Exercise |
Retype each line of the listing below, from the first through the one holding "#[derive(Debug, Clone, Default)]", with no other lines.

Data provided section start

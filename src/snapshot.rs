//! Point-in-time JSON snapshots written between workflow steps.
//!
//! Snapshots exist for diagnosing a failed run; nothing reads them back.

use std::path::Path;

use serde_json::Value;

use crate::error::FactoryError;

pub trait SnapshotSink {
    fn write(&self, path: &Path, value: &Value) -> Result<(), FactoryError>;
}

/// Writes pretty-printed JSON files, creating parent directories as needed.
#[derive(Debug, Clone, Default)]
pub struct FileSnapshotSink;

impl SnapshotSink for FileSnapshotSink {
    fn write(&self, path: &Path, value: &Value) -> Result<(), FactoryError> {
        if let Some(parent) = path.parent().filter(|p| !p.as_os_str().is_empty()) {
            std::fs::create_dir_all(parent)?;
        }
        let contents = serde_json::to_string_pretty(value)?;
        std::fs::write(path, contents)?;
        Ok(())
    }
}

#[cfg(test)]
mod tests {
    use super::*;
    use serde_json::json;

    #[test]
    fn writes_pretty_json_and_creates_dirs() {
        let dir = tempfile::tempdir().unwrap();
        let path = dir.path().join("test-data").join("application.json");

        FileSnapshotSink
            .write(&path, &json!({"application": {"id": 7}}))
            .unwrap();

        let contents = std::fs::read_to_string(&path).unwrap();
        assert!(contents.contains("\n"));
        let parsed: Value = serde_json::from_str(&contents).unwrap();
        assert_eq!(parsed["application"]["id"], 7);
    }

    #[test]
    fn overwrites_previous_snapshot() {
        let dir = tempfile::tempdir().unwrap();
        let path = dir.path().join("current-app.json");

        FileSnapshotSink.write(&path, &json!({"step": 1})).unwrap();
        FileSnapshotSink.write(&path, &json!({"step": 2})).unwrap();

        let parsed: Value = serde_json::from_str(&std::fs::read_to_string(&path).unwrap()).unwrap();
        assert_eq!(parsed["step"], 2);
    }
}
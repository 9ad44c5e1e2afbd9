use chrono::{Local, Utc};
use serde_json::json;
use tokio::time::sleep;
use tracing::{debug, error, info};

use super::application::{Applicant, ApplicantRole, ApplicationState};
use super::state::{RunRecord, Stage, StageMachine, StepGroup};
use super::steps::{
    self, Contact, EmergencyContact, HOUSING_HISTORY_STEP, STATUS_VERIFIED,
    SUBMISSION_DISCLOSURE_STEP,
};
use super::upload;
use super::verification::VerificationMap;
use crate::config::FactoryConfig;
use crate::data::{ApplicantDataSource, PersonName, RandomDataSource};
use crate::error::FactoryError;
use crate::poll::wait_for;
use crate::screening::types::{EnrollApplicant, EnrollRequest, InviteRequest};
use crate::screening::{ApiError, ScreeningClient};
use crate::snapshot::{FileSnapshotSink, SnapshotSink};

/// Called with every stage a run reaches.
pub type StageObserver = Box<dyn Fn(Stage) + Send + Sync>;

/// Final application state and audit record of a successful run.
#[derive(Debug, Clone)]
pub struct RunOutcome {
    pub state: ApplicationState,
    pub record: RunRecord,
}

/// Identifiers fixed at enrollment and needed by every later step.
struct Enrollment {
    application_id: String,
    applicant_id: String,
    name: PersonName,
    email: String,
    verifications: VerificationMap,
}

/// Drives one authenticated applicant from enrollment to final submission.
///
/// Every remote call goes through the owned [`ScreeningClient`]. After each
/// step group the full remote application view is re-read and written to the
/// application snapshot. Any failure ends the run.
pub struct Workflow {
    client: ScreeningClient,
    data: Box<dyn ApplicantDataSource + Send + Sync>,
    snapshots: Box<dyn SnapshotSink + Send + Sync>,
    config: FactoryConfig,
    machine: StageMachine,
    observer: Option<StageObserver>,
}
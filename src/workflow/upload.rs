//! Presign, transfer and register a local file as an application asset.

use std::path::Path;

use tracing::{error, info, warn};

use crate::error::FactoryError;
use crate::screening::ApiError;
use crate::screening::ScreeningClient;
use crate::screening::types::{BulkDocumentsRequest, DocumentUpload, FileMetadata};

pub const CONTENT_TYPE_PDF: &str = "application/pdf";
pub const CONTENT_TYPE_SVG: &str = "image/svg+xml";
pub const CONTENT_TYPE_OCTET_STREAM: &str = "application/octet-stream";

pub fn content_type_for(filename: &str) -> &'static str {
    let lower = filename.to_ascii_lowercase();
    if lower.ends_with(".pdf") {
        CONTENT_TYPE_PDF
    } else if lower.ends_with(".svg") {
        CONTENT_TYPE_SVG
    } else {
        CONTENT_TYPE_OCTET_STREAM
    }
}

/// A file that has reached object storage but is not yet registered.
#[derive(Debug, Clone)]
pub struct UploadedFile {
    pub url: String,
    pub metadata: FileMetadata,
}

/// Request a presigned target for `path` and transfer its bytes there.
pub async fn transfer(client: &ScreeningClient, path: &Path) -> Result<UploadedFile, FactoryError> {
    let filename = path
        .file_name()
        .and_then(|name| name.to_str())
        .unwrap_or("upload.bin")
        .to_string();
    let content_type = content_type_for(&filename);

    info!("Getting presigned URL for file: {filename}");
    let presign = client.presign(&filename, content_type).await?;
    if presign.url.is_empty() {
        return Err(ApiError::InvalidResponse(
            "Failed to get presigned URL: missing url in response".into(),
        )
        .into());
    }

    info!("Reading file from: {}", path.display());
    let bytes = tokio::fs::read(path).await?;
    let size = bytes.len();

    info!("Uploading file to object storage: {}", presign.url);
    client
        .upload_to_presigned(&presign.url, bytes, content_type)
        .await?;
    info!("File uploaded successfully");

    Ok(UploadedFile {
        url: presign.url,
        metadata: FileMetadata {
            size,
            original_filename: filename,
            content_type: content_type.to_string(),
        },
    })
}

/// Upload the signature image and return the registered asset's global id.
pub async fn upload_signature(
    client: &ScreeningClient,
    application_id: &str,
    path: &Path,
) -> Result<String, FactoryError> {
    let file = transfer(client, path).await?;

    info!("Creating asset record for signature");
    let asset = client
        .create_asset(application_id, &file.url, &file.metadata)
        .await
        .inspect_err(|e| error!("Failed to create signature asset after retries: {e}"))?;

    match asset.asset.and_then(|a| a.global_id) {
        Some(global_id) => {
            info!("Signature asset created successfully. Asset ID: {global_id}");
            Ok(global_id)
        }
        None => Err(ApiError::InvalidResponse(
            "Failed to get asset ID from asset creation response".into(),
        )
        .into()),
    }
}

/// Upload a document and attach it to an income source.
pub async fn upload_income_document(
    client: &ScreeningClient,
    application_id: &str,
    verification_id: &str,
    income_source_id: &str,
    path: &Path,
    document_type: &str,
) -> Result<(), FactoryError> {
    let file = transfer(client, path).await?;

    info!("Creating document record for income source: {income_source_id}");
    let request = BulkDocumentsRequest {
        documents: vec![DocumentUpload {
            document_type,
            url: &file.url,
            metadata: &file.metadata,
        }],
    };
    let response = client
        .bulk_create_documents(application_id, verification_id, income_source_id, &request)
        .await?;

    let first = response
        .assets
        .and_then(|assets| assets.items.into_iter().next());
    match first {
        Some(asset) => info!(
            "Document uploaded successfully. Asset ID: {}",
            asset.global_id.unwrap_or_default()
        ),
        None => warn!("Document upload completed but no assets returned in response"),
    }
    Ok(())
}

Data provided section end

Response |
filename src/snapshot.rs
//! Point-in-time JSON snapshots written between workflow steps.
//!
//! Snapshots exist for diagnosing a failed run; nothing reads them back.

use std::path::Path;

use serde_json::Value;

use crate::error::FactoryError;

pub trait SnapshotSink {
    fn write(&self, path: &Path, value: &Value) -> Result<(), FactoryError>;
}

/// Writes pretty-printed JSON files, creating parent directories as needed.
#[derive(Debug, Clone, Default)]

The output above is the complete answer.